Recent advances in amelogenin biochemistry.

This paper reviews advances in amelogenin biochemistry in three areas; (i) amelogenin expression; (ii) amelogenin post-translational and post-secretory processing, and (iii) amelogenin structure and function. Recent studies of amelogenin expression have demonstrated that alternative-splicing of mouse amelogenin RNA generates seven distinct mRNAs, coding for amelogenin proteins from 194 to 44 amino acid residues in length. A polyclonal antibody to a sequence of the 194-residue murine amelogenin identified this protein in vivo. While several studies have reported that amelogenins are post-translationally phosphorylated, it has proved difficult to confirm this view.
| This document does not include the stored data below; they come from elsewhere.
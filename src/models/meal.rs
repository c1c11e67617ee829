use serde::{Deserialize, Serialize};

/// A meal with its per-ingredient and total energy.
#[derive(Debug, Clone, Serialize, Deserialize, PartialEq)]
pub struct Meal {
    pub id: String,
    pub name: String,
    pub kcal: i64,
    pub ingredients: Vec<MealIngredient>,
}

#[derive(Debug, Clone, Serialize, Deserialize, PartialEq)]
pub struct MealIngredient {
    pub id: String,
    pub name: String,
    /// Amount used in the meal, e.g. `150g`.
    pub quantity: String,
    pub kcal: i64,
}
/// Record every entry of a compact YAML document.
///
/// Entries that fail to parse or record are logged and skipped; only an
/// unreadable document fails the import.
pub fn import_yaml(
    db: &Database,
    catalog: &Catalog,
    text: &str,
    today: NaiveDate,
) -> Result<ImportSummary, serde_yaml::Error> {
    let mut summary = ImportSummary::default();

    for (index, data) in parse_yaml_entries(text)?.into_iter().enumerate() {
        let label = data
            .date
            .map(|d| d.to_string())
            .unwrap_or_else(|| format!("#{}", index + 1));

        let outcome = parse_daily_entry_yaml(data)
            .map_err(EntryError::Rejected)
            .and_then(|input| record_entry(db, catalog, input, today));

        match outcome {
            Ok(report) => {
                tracing::info!("Imported entry {}: {}", label, report.join(", "));
                summary.imported += 1;
            }
            Err(e) => {
                tracing::warn!("Skipped entry {}: {}", label, e);
                summary.skipped += 1;
            }
        }
    }

    Ok(summary)
}

fn parse_schedule(field: &str, text: &str, errors: &mut Vec<String>) -> Option<Schedule> {
    let schedule = Schedule::from_str(text);
    if schedule.is_none() {
        errors.push(format!("{field}.schedule - unknown schedule {text}"));
    }
    schedule
}
//! Server configuration loaded from environment variables.

use std::path::PathBuf;

pub const DEFAULT_PORT: u16 = 4321;

#[derive(Clone, Debug, PartialEq)]
pub struct Config {
    /// SQLite file (from FITLOG_DB_PATH). `None` uses the platform data directory.
    pub db_path: Option<PathBuf>,
    /// HTTP port (from FITLOG_PORT)
    pub port: u16,
    /// Allowed CORS origins (from FITLOG_CORS_ORIGINS, comma-separated).
    /// `None` allows any origin.
    pub cors_origins: Option<Vec<String>>,
}

impl Config {
    pub fn from_env() -> Self {
        Self::from_lookup(|key| std::env::var(key).ok())
    }

    fn from_lookup(lookup: impl Fn(&str) -> Option<String>) -> Self {
        let db_path = lookup("FITLOG_DB_PATH")
            .filter(|s| !s.trim().is_empty())
            .map(PathBuf::from);

        let port = match lookup("FITLOG_PORT") {
            Some(raw) => raw.trim().parse().unwrap_or_else(|_| {
                tracing::warn!("Ignoring invalid FITLOG_PORT {:?}", raw);
                DEFAULT_PORT
            }),
            None => DEFAULT_PORT,
        };

        let cors_origins = lookup("FITLOG_CORS_ORIGINS").map(|s| {
            s.split(',')
                .map(|s| s.trim().to_string())
                .filter(|s| !s.is_empty())
                .collect()
        });

        Self {
            db_path,
            port,
            cors_origins,
        }
    }
}

impl Default for Config {
    fn default() -> Self {
        Self {
            db_path: None,
            port: DEFAULT_PORT,
            cors_origins: None,
        }
    }
}
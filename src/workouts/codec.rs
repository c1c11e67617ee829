//! Decoding of compact volume strings into numbers.
//!
//! Both decoders are lenient: a segment that does not parse is dropped and
//! decoding continues with the next one. Historical rows predate the
//! grammars and may carry irregular segments.

use std::sync::LazyLock;

use regex::Regex;

static HOLD_SEGMENT: LazyLock<Regex> =
    LazyLock::new(|| Regex::new(r"^(\d+)s$").expect("hold segment regex must compile"));

/// Decode `22+20+18` into `[22, 20, 18]`.
pub fn parse_reps(text: &str) -> Vec<i64> {
    text.split('+')
        .filter_map(|segment| segment.trim().parse::<i64>().ok())
        .collect()
}

/// Decode `30s+25s+20s` into `[30, 25, 20]`.
pub fn parse_holds(text: &str) -> Vec<i64> {
    text.split('+')
        .filter_map(|segment| {
            HOLD_SEGMENT
                .captures(segment.trim())
                .and_then(|caps| caps.get(1))
                .and_then(|seconds| seconds.as_str().parse::<i64>().ok())
        })
        .collect()
}
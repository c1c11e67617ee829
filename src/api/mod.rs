mod handlers;
mod openapi;

use std::sync::Arc;
use std::time::Instant;

use axum::{
    http::{header, HeaderValue, Method},
    routing::{get, post},
    Router,
};
use tower_http::{
    cors::{AllowOrigin, CorsLayer},
    trace::TraceLayer,
};

use crate::config::Config;
use crate::db::Database;
use crate::workouts::Catalog;

pub use handlers::{Envelope, ErrorResponse, Links};
pub use openapi::openapi_document;

/// Shared state for every handler.
#[derive(Clone)]
pub struct AppState {
    pub db: Database,
    pub catalog: Arc<Catalog>,
    pub started: Instant,
}

impl AppState {
    /// Load the exercise catalog from `db`. Fails if the stored catalog is
    /// inconsistent.
    pub fn new(db: Database) -> anyhow::Result<Self> {
        let catalog = db.load_catalog()?;
        Ok(Self {
            db,
            catalog: Arc::new(catalog),
            started: Instant::now(),
        })
    }
}

pub fn create_router(state: AppState) -> Router {
    create_router_with_config(state, &Config::default())
}

pub fn create_router_with_config(state: AppState, config: &Config) -> Router {
    Router::new()
        .route("/health", get(handlers::health))
        .route("/api", get(handlers::openapi))
        .route("/stats", get(handlers::get_stats))
        .route("/summary", get(handlers::workouts_summary))
        .route("/exercises", get(handlers::list_exercises))
        // Tracks
        .route("/tracks", get(handlers::list_tracks).post(handlers::create_track))
        .route("/tracks/{id}", get(handlers::get_track))
        // Daily entries
        .route("/entries", get(handlers::list_entries).post(handlers::create_entry))
        .route(
            "/entries/{date}",
            get(handlers::get_entry).patch(handlers::update_entry),
        )
        .route("/entries/{date}/diary", post(handlers::update_diary))
        .route("/workouts/{date}", get(handlers::get_workouts))
        .route("/diary", get(handlers::get_diary))
        .route("/week/{week}", get(handlers::get_week))
        // Food
        .route("/meals", get(handlers::list_meals))
        .layer(TraceLayer::new_for_http())
        .layer(cors_layer(config))
        .with_state(state)
}

fn cors_layer(config: &Config) -> CorsLayer {
    let origins: Vec<HeaderValue> = config
        .cors_origins
        .iter()
        .flatten()
        .filter_map(|origin| HeaderValue::from_str(origin).ok())
        .collect();

    if origins.is_empty() {
        return CorsLayer::permissive();
    }

    CorsLayer::new()
        .allow_origin(AllowOrigin::list(origins))
        .allow_methods([Method::GET, Method::POST, Method::PATCH, Method::OPTIONS])
        .allow_headers([header::CONTENT_TYPE, header::ACCEPT])
}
Mass spectrometry studies of bovine and porcine TRAP and LRAP amelogenins have established a phosphoserine residue at position-16 as originally reported by Takagi et al. for a 180-residue bovine amelogenin. Also, we discovered that the detailed mechanism(s) of carboxy-terminal amelogenin proteolytic processing appear different than previously reported. In terms of amelogenin structure, it is well known that amelogenins form aggregated structures. Studies employing a recombinant amelogenin and dynamic light-scattering instrumentation demonstrated aggregate structures of 15-20 nm in radius, corresponding to a mass of 2-3 million daltons. Imaging these aggregates by transmission electron and atomic force microscopy suggested that these structures are equivalent to the "stippled" or "granular" material seen in electron photomicrographs of developing enamel. Collectively, these advances in amelogenin biochemistry lead to a new view of amelogenin structure, processing and functions in enamel biomineralization.